**Task to complete:**
Check each line of the entries below for the word "WebhookResponse", then report how many have it, with no other words.

Items from a data source
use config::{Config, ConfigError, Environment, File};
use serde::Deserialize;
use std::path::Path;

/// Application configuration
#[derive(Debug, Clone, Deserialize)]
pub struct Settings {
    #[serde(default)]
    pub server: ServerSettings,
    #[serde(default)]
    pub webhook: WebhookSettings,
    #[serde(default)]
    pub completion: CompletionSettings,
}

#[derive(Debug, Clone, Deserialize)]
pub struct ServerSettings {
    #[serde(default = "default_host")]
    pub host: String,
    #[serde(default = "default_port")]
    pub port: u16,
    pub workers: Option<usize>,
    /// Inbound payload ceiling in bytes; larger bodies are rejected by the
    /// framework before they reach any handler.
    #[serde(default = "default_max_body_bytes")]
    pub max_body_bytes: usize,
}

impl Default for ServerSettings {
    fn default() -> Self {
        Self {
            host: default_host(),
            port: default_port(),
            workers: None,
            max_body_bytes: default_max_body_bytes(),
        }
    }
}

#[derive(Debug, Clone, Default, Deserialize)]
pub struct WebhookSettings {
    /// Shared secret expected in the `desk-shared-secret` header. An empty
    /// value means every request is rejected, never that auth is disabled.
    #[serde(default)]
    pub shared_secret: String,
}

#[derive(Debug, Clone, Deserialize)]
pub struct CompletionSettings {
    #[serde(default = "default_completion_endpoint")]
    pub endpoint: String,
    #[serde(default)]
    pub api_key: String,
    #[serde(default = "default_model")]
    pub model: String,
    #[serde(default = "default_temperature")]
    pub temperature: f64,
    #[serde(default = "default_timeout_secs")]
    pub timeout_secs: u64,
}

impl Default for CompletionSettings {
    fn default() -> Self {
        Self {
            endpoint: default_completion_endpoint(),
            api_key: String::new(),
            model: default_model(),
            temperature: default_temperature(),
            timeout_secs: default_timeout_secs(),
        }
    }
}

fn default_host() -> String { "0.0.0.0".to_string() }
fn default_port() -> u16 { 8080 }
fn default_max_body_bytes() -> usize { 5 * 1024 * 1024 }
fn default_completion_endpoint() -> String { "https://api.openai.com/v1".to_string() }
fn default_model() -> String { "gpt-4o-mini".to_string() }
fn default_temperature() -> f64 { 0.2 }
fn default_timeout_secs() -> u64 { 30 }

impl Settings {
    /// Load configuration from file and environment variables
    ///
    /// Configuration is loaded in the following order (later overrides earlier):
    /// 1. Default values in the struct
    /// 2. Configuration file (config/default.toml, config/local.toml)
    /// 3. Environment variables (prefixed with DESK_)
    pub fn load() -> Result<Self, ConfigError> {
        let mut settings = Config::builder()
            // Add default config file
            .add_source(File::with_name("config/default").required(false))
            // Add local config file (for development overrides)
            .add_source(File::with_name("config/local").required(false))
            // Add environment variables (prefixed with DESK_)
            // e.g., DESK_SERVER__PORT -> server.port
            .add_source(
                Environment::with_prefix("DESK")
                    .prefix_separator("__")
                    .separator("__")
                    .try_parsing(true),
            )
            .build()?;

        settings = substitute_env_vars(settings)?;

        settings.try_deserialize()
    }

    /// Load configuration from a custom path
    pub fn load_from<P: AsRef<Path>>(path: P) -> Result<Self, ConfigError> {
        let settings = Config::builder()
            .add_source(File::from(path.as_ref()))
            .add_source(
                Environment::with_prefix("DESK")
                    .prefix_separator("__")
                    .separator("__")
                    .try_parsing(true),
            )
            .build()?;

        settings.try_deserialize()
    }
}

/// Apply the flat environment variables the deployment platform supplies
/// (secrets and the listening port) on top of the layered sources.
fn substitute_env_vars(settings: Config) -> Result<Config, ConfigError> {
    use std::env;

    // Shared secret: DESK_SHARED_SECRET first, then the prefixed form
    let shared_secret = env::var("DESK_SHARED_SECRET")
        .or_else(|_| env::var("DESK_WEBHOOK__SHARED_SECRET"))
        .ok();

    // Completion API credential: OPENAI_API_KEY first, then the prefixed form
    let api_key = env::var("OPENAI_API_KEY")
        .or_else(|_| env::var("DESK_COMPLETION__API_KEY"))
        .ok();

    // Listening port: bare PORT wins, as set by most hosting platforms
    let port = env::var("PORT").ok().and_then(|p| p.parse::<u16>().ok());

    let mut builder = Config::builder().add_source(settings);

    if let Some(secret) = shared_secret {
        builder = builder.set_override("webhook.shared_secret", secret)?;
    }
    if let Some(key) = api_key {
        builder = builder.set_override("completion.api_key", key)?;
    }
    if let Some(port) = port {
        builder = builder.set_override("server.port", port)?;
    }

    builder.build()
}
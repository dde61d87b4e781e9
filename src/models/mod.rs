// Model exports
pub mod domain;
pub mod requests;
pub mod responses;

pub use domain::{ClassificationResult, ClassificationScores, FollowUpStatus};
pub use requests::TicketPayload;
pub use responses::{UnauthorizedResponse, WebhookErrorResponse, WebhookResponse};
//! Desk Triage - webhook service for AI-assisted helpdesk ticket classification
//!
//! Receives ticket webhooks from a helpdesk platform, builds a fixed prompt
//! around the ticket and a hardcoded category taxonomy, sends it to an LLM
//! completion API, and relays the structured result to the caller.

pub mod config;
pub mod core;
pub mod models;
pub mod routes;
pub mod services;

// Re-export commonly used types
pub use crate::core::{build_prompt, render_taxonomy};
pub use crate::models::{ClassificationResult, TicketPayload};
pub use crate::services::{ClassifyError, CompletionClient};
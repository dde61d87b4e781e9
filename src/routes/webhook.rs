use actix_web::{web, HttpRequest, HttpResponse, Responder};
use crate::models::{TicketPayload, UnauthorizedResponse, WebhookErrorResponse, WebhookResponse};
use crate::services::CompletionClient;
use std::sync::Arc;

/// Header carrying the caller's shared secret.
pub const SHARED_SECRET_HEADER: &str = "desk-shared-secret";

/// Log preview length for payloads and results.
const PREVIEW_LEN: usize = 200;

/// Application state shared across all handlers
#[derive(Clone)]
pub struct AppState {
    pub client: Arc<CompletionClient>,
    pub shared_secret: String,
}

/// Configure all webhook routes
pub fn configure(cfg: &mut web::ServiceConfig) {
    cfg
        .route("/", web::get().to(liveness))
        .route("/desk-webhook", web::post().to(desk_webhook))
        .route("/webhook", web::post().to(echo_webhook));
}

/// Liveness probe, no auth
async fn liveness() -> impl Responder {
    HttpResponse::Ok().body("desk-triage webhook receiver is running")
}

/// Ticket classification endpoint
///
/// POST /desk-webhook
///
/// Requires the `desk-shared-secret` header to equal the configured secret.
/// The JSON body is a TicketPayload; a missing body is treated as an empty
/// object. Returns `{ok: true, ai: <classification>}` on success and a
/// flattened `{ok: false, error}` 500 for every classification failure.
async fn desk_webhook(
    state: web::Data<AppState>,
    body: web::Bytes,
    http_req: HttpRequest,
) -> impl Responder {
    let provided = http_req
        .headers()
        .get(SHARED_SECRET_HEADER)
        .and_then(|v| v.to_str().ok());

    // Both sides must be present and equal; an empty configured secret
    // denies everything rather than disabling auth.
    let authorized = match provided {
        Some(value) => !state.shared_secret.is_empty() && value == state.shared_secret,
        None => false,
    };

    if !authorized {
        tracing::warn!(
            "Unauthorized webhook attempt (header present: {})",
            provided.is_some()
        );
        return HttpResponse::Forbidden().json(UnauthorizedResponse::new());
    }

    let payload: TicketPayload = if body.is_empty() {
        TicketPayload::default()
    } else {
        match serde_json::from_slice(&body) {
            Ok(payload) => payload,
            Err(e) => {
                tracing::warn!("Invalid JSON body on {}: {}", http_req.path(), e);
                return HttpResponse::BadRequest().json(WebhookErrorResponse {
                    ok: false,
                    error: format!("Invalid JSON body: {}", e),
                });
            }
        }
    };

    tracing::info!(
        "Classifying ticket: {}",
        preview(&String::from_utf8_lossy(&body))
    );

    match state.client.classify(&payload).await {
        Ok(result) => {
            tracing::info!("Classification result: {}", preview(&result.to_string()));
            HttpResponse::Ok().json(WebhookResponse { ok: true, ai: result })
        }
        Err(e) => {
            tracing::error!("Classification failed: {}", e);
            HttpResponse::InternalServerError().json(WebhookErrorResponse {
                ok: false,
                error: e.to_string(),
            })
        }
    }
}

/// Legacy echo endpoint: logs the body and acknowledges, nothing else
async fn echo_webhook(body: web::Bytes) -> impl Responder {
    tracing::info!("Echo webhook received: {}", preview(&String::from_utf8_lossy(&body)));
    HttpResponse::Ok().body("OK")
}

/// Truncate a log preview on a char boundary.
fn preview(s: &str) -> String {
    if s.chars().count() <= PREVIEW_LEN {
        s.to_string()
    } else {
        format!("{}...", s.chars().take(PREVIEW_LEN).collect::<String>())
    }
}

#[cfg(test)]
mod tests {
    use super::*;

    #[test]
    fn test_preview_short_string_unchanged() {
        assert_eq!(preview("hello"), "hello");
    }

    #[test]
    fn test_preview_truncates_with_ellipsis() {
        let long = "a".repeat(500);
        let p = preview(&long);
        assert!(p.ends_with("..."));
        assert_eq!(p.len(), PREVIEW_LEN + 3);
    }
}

**Expected output:**
3